Immunotherapy with a combination of intravenous immune globulin and p4 peptide rescues mice from postinfluenza pneumococcal pneumonia.

机构信息

Department of Infectious Diseases, St. Jude Children's Research Hospital, 262 Danny Thomas Place, Memphis, TN 38105, USA.

出版信息

Antimicrob Agents Chemother. 2011 May;55(5):2276-81. doi: 10.1128/AAC.00057-11. Epub 2011 Mar 7.

DOI:10.1128/AAC.00057-11
PMID:21383090
原文链接:https://pmc.ncbi.nlm.nih.gov/articles/PMC3088253/
Abstract

Alternate therapies are needed for treatment of secondary bacterial pneumonia following influenza. The immunomodulatory peptide P4 has shown promise in mouse models of primary pneumococcal infection. Mice infected with influenza virus and then challenged with Streptococcus pneumoniae were treated with a combination of P4 peptide and intravenous immune globulin. Survival was improved from 20% to 80% in treated mice relative to controls. Clinical cure correlated with increased clearance of bacteria and decreased lung consolidation.

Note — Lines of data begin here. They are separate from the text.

//! Logging initialization and startup diagnostics
//!
//! This module provides:
//! - Logger initialization (console + file)
//! - A startup summary of the effective configuration

use anyhow::Result;
use simplelog::*;
use std::fs::File;

use crate::core::config;

/// Initialize logger for both console and file output
///
/// Both outputs use the level from `LOG_LEVEL` (default info).
///
/// # Arguments
/// * `log_file_path` - Path to the log file
///
/// # Returns
/// * `Ok(())` - Logger initialized successfully
/// * `Err(anyhow::Error)` - Failed to create the file or a logger is already set
pub fn init_logger(log_file_path: &str) -> Result<()> {
    init_logger_with_level(log_file_path, *config::LOG_LEVEL)
}

/// Same as [`init_logger`] with an explicit level.
pub fn init_logger_with_level(log_file_path: &str, level: LevelFilter) -> Result<()> {
    let log_file = File::create(log_file_path).map_err(|e| anyhow::anyhow!("Failed to create log file: {}", e))?;

    CombinedLogger::init(vec![
        TermLogger::new(
            level,
            Config::default(),
            TerminalMode::Mixed,
            ColorChoice::Auto,
        ),
        WriteLogger::new(level, Config::default(), log_file),
    ])
    .map_err(|e| anyhow::anyhow!("Failed to initialize logger: {}", e))?;

    Ok(())
}

/// Logs the effective configuration at application startup
pub fn log_startup_configuration() {
    log::info!("reelgrab v{}", env!("CARGO_PKG_VERSION"));
    log::info!("  port:        {}", *config::PORT);
    log::info!("  snapsave:    {}", config::SNAPSAVE_BASE_URL.as_str());
    log::info!("  instagram:   {}", config::INSTAGRAM_BASE_URL.as_str());
    log::info!("  log level:   {}", *config::LOG_LEVEL);

    match config::proxy::active() {
        Some(proxy) => log::info!("  proxy:       {}", proxy),
        None => {
            if config::proxy::HTTP_PROXY_URL.is_some() {
                log::info!("  proxy:       disabled");
            } else {
                log::info!("  proxy:       not set");
            }
        }
    }
}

Greater trafficking of professional phagocytic cells to the site of pneumococcal infection coupled with enhanced opsonophagocytosis as manifest by decreased surface display of Fcγ receptors (FcγR) on neutrophils and macrophages were associated with P4 peptide treatment. This suggests that the mechanism of action for improved clearance of bacteria engendered by P4 is through improved uptake by phagocytes mediated by IgG Fc-Fcγ receptor interactions following antibody-mediated opsonophagocytosis of bacteria. Antibody-based therapies, when coupled with immune modulators, such as P4 peptide, may be an effective tool together with antibiotics in our armamentarium against severe pneumonia.

摘要

对于流感后继发的细菌性肺炎,需要替代疗法。免疫调节肽 P4 在原发性肺炎球菌感染的小鼠模型中显示出良好的效果。感染流感病毒的小鼠然后用肺炎链球菌进行攻毒,并用 P4 肽和静脉免疫球蛋白联合治疗。与对照组相比,治疗组小鼠的存活率从 20%提高到 80%。临床治愈与清除细菌和减少肺实变有关。专业吞噬细胞向肺炎球菌感染部位的转移增加,以及通过中性粒细胞和巨噬细胞表面 Fcγ 受体 (FcγR) 表达减少而表现出的调理吞噬作用增强,与 P4 肽治疗有关。这表明,P4 促进细菌清除的作用机制是通过抗体调理吞噬作用后 IgG Fc-Fcγ 受体相互作用介导的吞噬细胞摄取能力提高。将基于抗体的疗法与免疫调节剂(如 P4 肽)结合使用,可能是抗生素之外对抗严重肺炎的有效工具。